Sudan looks to tackle fuel subsidies
KHARTOUM - Sudan hopes to cut fuel subsidies over the course of 18 months and replace them with direct cash payments to the poor, Sudanese Finance Minister Ibrahim Elbadawi said, laying out a timetable for sweeping economic reforms sought by international lenders.
The plan comes as Sudan’s fragile democracy is slowly taking shape after the ouster last year of the country’s long-time autocrat, Omar al-Bashir. Elbadawi, interviewed January 29 by the Associated Press, said the decision was a “no-brainer.” The government previously said it would not change bread and flour subsidies.
Elbadawi’s comments came after the Sudanese government skirted the issue of slashing subsidies last year after the country’s pro-democracy movement rejected the move and included them in the 2020 budget.
Elbadawi said the plan is to gradually lift fuel subsidies, which take up 36% of the country’s budget, as early as March and following an economic conference with civil society groups and continue into next year. He said petrol subsidies would be removed before tackling those related to diesel in mid-year.
A former World Bank economist, Elbadawi was appointed to the country’s interim government last year.
Sudan’s new leadership is navigating a treacherous transition to civilian rule. Two-thirds of the country’s more than 40 million people live in poverty and reducing fuel subsidies could lead to destabilising protests reminiscent of the large-scale demonstrations that ended al-Bashir’s 30-year rule last April. However, sweeping economic reforms are required to integrate Sudan into the world economy and win support from international lenders.
Since al-Bashir’s ouster, an interim government made of civilian and military representatives has been leading the country and the economy, already in a severe downturn and battered by a weakening currency, shortages and inflation, has become the linchpin of the transition period.
Sudan became an international pariah after it was placed on the United States’ list of states that sponsor terror more than two decades ago. This largely excluded it from the global economy and prevented it from receiving loans from international institutions, such as the International Monetary Fund (IMF).
Sudan’s interim government also inherited a debt of $60 billion and a rapid inflation rate. It badly needs an injection of funds from foreign donors. The country’s currency, the Sudanese pound, is trading on the black market for double its official rate of 45.3 pounds to the dollar.

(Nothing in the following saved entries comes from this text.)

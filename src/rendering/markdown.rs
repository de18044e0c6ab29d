use pulldown_cmark::{html, Options, Parser};

/// Render a raw Markdown string to sanitized HTML.
///
/// Supports GitHub Flavored Markdown (GFM) features: tables,
/// footnotes, strikethrough, task lists, and smart punctuation.
/// The output is cleaned with ammonia before it leaves the server,
/// since slide content is author-supplied.
pub fn render_markdown(raw: &str) -> String {
    let options = Options::ENABLE_TABLES
        | Options::ENABLE_FOOTNOTES
        | Options::ENABLE_STRIKETHROUGH
        | Options::ENABLE_TASKLISTS
        | Options::ENABLE_SMART_PUNCTUATION;

    let parser = Parser::new_ext(raw, options);
    let mut html_output = String::new();
    html::push_html(&mut html_output, parser);
    ammonia::clean(&html_output)
}

#[cfg(test)]
mod tests {
    use super::*;

    #[test]
    fn test_basic_paragraph() {
        let result = render_markdown("Hello, world!");
        assert_eq!(result.trim(), "<p>Hello, world!</p>");
    }

    #[test]
    fn test_heading() {
        let result = render_markdown("# Title");
        assert_eq!(result.trim(), "<h1>Title</h1>");
    }

    #[test]
    fn test_bold_and_italic() {
        let result = render_markdown("**bold** and *italic*");
        assert!(result.contains("<strong>bold</strong>"));
        assert!(result.contains("<em>italic</em>"));
    }

    #[test]
    fn test_code_block() {
        let input = "```rust\nfn main() {}\n```";
        let result = render_markdown(input);
        assert!(result.contains("<code"));
        assert!(result.contains("fn main()"));
    }

    #[test]
    fn test_unordered_list() {
        let input = "- item 1\n- item 2\n- item 3";
        let result = render_markdown(input);
        assert!(result.contains("<ul>"));
        assert!(result.contains("<li>item 1</li>"));
    }

    #[test]
    fn test_table() {
        let input = "| A | B |\n|---|---|\n| 1 | 2 |";
        let result = render_markdown(input);
        assert!(result.contains("<table>"));
        assert!(result.contains("<td>1</td>"));
    }

    #[test]
    fn test_strikethrough() {
        let result = render_markdown("~~deleted~~");
        assert!(result.contains("<del>deleted</del>"));
    }

    #[test]
    fn test_script_is_stripped() {
        let result = render_markdown("hi <script>alert(1)</script>");
        assert!(!result.contains("<script>"));
        assert!(result.contains("hi"));
    }

    #[test]
    fn test_links_survive_sanitization() {
        let result = render_markdown("[docs](https://example.com)");
        assert!(result.contains("href=\"https://example.com\""));
        assert!(result.contains(">docs</a>"));
    }

    #[test]
    fn test_empty_input() {
        let result = render_markdown("");
        assert_eq!(result, "");
    }
}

The uprising against al-Bashir began as protests over rising prices of key staples such as bread and frustration among young people about unemployment and the brutality of the country’s security forces. Many in the country’s civil society movement fear that lifting subsidies could make the country’s most vulnerable even poorer.
Elbadawi said a direct cash payment to poor families, through banks or mobile phone transfers, could ease the shock of the reforms. Such a programme could begin in six months, he said, although the government needs better data to reach all those in need. As part of a pilot group, Elbadawi said that some 4.5 million people would soon start receiving money.
“We think that, if we manage to do this, it will be a very viable and credible alternative,” Elbadawi said. “It will target the poor; it will promote the cause of peace and it will actually change the social contract.”
Because of the long-standing subsidy programme, Sudan has been one of the cheapest countries in the world for petrol. Cheap fuel prices encouraged fuel smuggling out of the country. Without changes to the 2020 budget, the government would spend more on subsidies than on health, education and internal security combined, Elbadawi said.
To pave the way for international loans, Sudan has been in talks with the United States to remove it from the list of terrorism sponsors, something Elbadawi hopes will happen in the next few months. In the meantime, he said the government is in negotiations with the IMF and is working on a reform programme that could lead to future debt relief.
The government is introducing a national dialogue to explain the necessity of the subsidy reforms but will tread carefully, aware of likely popular opposition, Elbadawi said. The Sudanese Professionals Association, the main organiser of last year’s demonstrations, threatened to mobilise protesters if the transition goes astray.
That means Sudan’s civilian stakeholders would have to be on board with the programme.
“If, for whatever reason, we are unable to reach a consensus, then I think it will be incumbent upon the government to explain the consequences and to allow the Sudanese people to take whatever decision and course they want to take,” Elbadawi said.